-
Notifications
You must be signed in to change notification settings - Fork 141
Description
Describe the issue
When deploying a pipeline with serverless: true, and configuring dependencies via an environment using a requirements.txt file, the pipeline fails to start the cluster if there is whitespace in the workspace path to the requirements.txt file.
Example Repo and Project Folder Structure
The repository structure holding the various DAB projects is as follows;
C:\Repo Working Folders\
├───Databrick Asset Bundle Solutions
├───Dashboards
├───DLTs
│ ├───Project_1
│ └───Project_2 <--- Databricks Asset Bundle Here
│ ├───.databricks
│ ├───.shared_files
│ │ └───python
│ │ └───requirements.txt <--- This is the pipeline's requirements.txt
│ ├───.tmp
│ ├───config
│ │ ├───json
│ │ | └───samples_config.json
│ │ └───sql
│ ├───devops_pipelines
│ ├───notebooks
│ │ └───Transformation.MaterializedView.ipynb
│ ├───resources
│ │ └───pipelines
| | ├───pipeline_1.yml
| | ├───pipeline_2.yml
| | └───pipeline_3.yml
│ ├───sql_deployment
│ │ └───.tmp
│ ├───typings
│ └───databricks.yml
├───Transforms
├───ODM
├───ODW
└───shared_variables.yml
Project_2 will serve as the example asset bundle having the issue.
Configuration
Databricks Asset Bundle (databricks.yml)
# Databricks asset bundle definition - databricks.yml
# See https://docs.databricks.com/dev-tools/bundles/index.html for documentation.
bundle:
name: DLT.Project_2
sync:
include:
- .shared_files
- notebooks
include:
- resources/jobs/*.yml
- resources/pipelines/*.yml
- ../../../shared_variables.ymlPipeline definition (resources/pipelines/pipeline_2.yml)
resources:
pipelines:
project_2_pipeline_2:
name: Example Project 2 Pipeline 2
tags:
Environment: ${bundle.target}
Layer: DLT
Site: Examples
configuration:
config_file_path: ${workspace.file_path}/config/json/samples_config.json
catalog_name: ${var.catalog_name}
schema_name: examples_dlt_${bundle.target}
libraries:
- notebook:
path: ${workspace.file_path}/notebooks/Transformation.MaterializedView
schema: examples_dlt_${bundle.target}
development: true
photon: true
catalog: ${var.catalog_name}
serverless: true
environment:
dependencies:
- -r ${workspace.file_path}/.shared_files/python/requirements.txtThe asset bundle deploys successfully, but on inspecting the deployed pipeline the environment section is malformed, or at least the path is text wrapped. The deployed yaml appears below
Deployed environment element in pipeline yaml
environment:
dependencies:
- -r /Workspace/Users/<user>/Databrick
Asset
Bundle
Solutions/DLT.Project_2/files/.shared_files/python/requirements.txtExpected Behaviour
The expected behaviour is the pipeline executing successfully, after the compute starts and loads the required libraries from the requirements.txt file.
Actual Behaviour
When the pipeline is executed the compute fails to start with the following error in the stdout log.

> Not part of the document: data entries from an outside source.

//! Strongly-typed numeric identifiers for DigitalOcean resources.
//!
//! The API identifies droplets, images, keys, kernels and actions by plain integers.
//! Wrapping each in its own type keeps a droplet id from being passed where an image
//! id is expected, while serializing exactly like the bare number.

use serde::{Deserialize, Serialize};
use std::fmt;
use std::str::FromStr;

use crate::error::{Error, Result};

/// Macro to generate strongly-typed numeric id wrapper types.
macro_rules! id_type {
    ($(#[$meta:meta])* $name:ident, $doc:expr) => {
        $(#[$meta])*
        #[doc = $doc]
        #[derive(
            Debug, Clone, Copy, Default, PartialEq, Eq, PartialOrd, Ord, Hash, Serialize, Deserialize,
        )]
        #[serde(transparent)]
        pub struct $name(u64);

        impl $name {
            /// Wraps a raw id.
            #[must_use]
            pub const fn new(id: u64) -> Self {
                Self(id)
            }

            /// Returns the raw id.
            #[must_use]
            pub const fn get(self) -> u64 {
                self.0
            }

            /// Whether the id is the zero value (never assigned by the API).
            #[must_use]
            pub const fn is_unset(self) -> bool {
                self.0 == 0
            }
        }

        impl From<u64> for $name {
            fn from(id: u64) -> Self {
                Self(id)
            }
        }

        impl From<$name> for u64 {
            fn from(id: $name) -> Self {
                id.0
            }
        }

        impl FromStr for $name {
            type Err = Error;

            fn from_str(s: &str) -> Result<Self> {
                s.trim().parse::<u64>().map(Self).map_err(|err| {
                    Error::InvalidRequest(format!(
                        "Invalid {} `{s}`: {err}",
                        stringify!($name)
                    ))
                })
            }
        }

        impl fmt::Display for $name {
            fn fmt(&self, f: &mut fmt::Formatter<'_>) -> fmt::Result {
                write!(f, "{}", self.0)
            }
        }
    };
}

id_type!(DropletId, "Droplet id");
id_type!(ImageId, "Image (distribution, snapshot or backup) id");
id_type!(SshKeyId, "SSH key id");
id_type!(KernelId, "Kernel id");
id_type!(ActionId, "Action id");

#[cfg(test)]
mod tests {
    use super::*;

    #[test]
    fn test_droplet_id_roundtrip_as_number() {
        let id = DropletId::new(3_164_494);
        assert_eq!(serde_json::to_string(&id).unwrap(), "3164494");

        let parsed: DropletId = serde_json::from_str("3164494").unwrap();
        assert_eq!(parsed, id);
    }

    #[test]
    fn test_id_display_is_bare_number() {
        assert_eq!(DropletId::new(123).to_string(), "123");
        assert_eq!(format!("v2/droplets/{}", DropletId::new(7)), "v2/droplets/7");
    }

    #[test]
    fn test_id_from_str() {
        let id: ImageId = " 6918990 ".parse().unwrap();
        assert_eq!(id.get(), 6_918_990);

        let err = "ubuntu".parse::<ImageId>().unwrap_err();
        assert!(matches!(err, Error::InvalidRequest(_)));
        assert!(err.to_string().contains("ImageId"));
    }

    #[test]
    fn test_id_rejects_negative_json() {
        assert!(serde_json::from_str::<KernelId>("-1").is_err());
    }

    #[test]
    fn test_unset_id() {
        assert!(SshKeyId::default().is_unset());
        assert!(!SshKeyId::new(512_189).is_unset());
    }

    #[test]
    fn test_id_conversions() {
        let id: ActionId = 36_804_636.into();
        let raw: u64 = id.into();
        assert_eq!(raw, 36_804_636);
    }

    #[test]
    fn test_id_hash() {
        use std::collections::HashSet;

        let mut set = HashSet::new();
        set.insert(DropletId::new(1));
        set.insert(DropletId::new(2));
        set.insert(DropletId::new(1));

        assert_eq!(set.len(), 2);
    }
}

ERROR: Invalid requirement: 'Solutions/DLT.Project_2/files/.shared_files/python/requirements.txt' Hint: It looks like a path. File 'Solutions/DLT.Project_2/files/.shared_files/python/requirements.txt' does not exist.
Manually changing the pipeline yaml to the below, ie placing quotes around the entire path, resolves the startup issue and the pipeline runs successfully.
environment:
dependencies:
- -r "/Workspace/Users/<user>/Databrick
Asset
Bundle
Solutions/DLT.Project_2/files/.shared_files/python/requirements.txt"The asset bundle yaml was modified to use quotes as per below;
environment:
dependencies:
─ ─r "${workspace.file_path}/.shared_files/python/requirements.txt"However, this configuration does not deploy, failing with the error message;
Error: unable to determine if C:\Repo Working Folders\Databrick Asset Bundle Solutions\DLTs\Project_2\resources\pipelines"\Workspace\Users\<user>\Databrick Asset Bundle Solutions\DLT.Project_2\files.shared_file\python\requirements.txt"
is not a notebook: open resources/pipelines/"/Workspace/Users/<user>/Databrick Asset Bundle Solutions/DLT.Project_2/files/.shared_files/python/requirements.txt": The filename, directory name, or volume label syntax is incorrect.
It appears like if the first character is not the root / character the path is treated as a relative path and Databricks CLI attempts to resolve the full path.
OS and CLI version
This issue is occuring on Databricks CLI version 0.283.0, but appears to be affecting the Windows version only as a Databricks Mac user was able to deploy as per the original configuration (no quotes) and the pipeline ran successfully.
Is this a regression?
Not to our knowledge.
Please note the above configurations are representative only, but reflect the actual configuration experiencing the issue.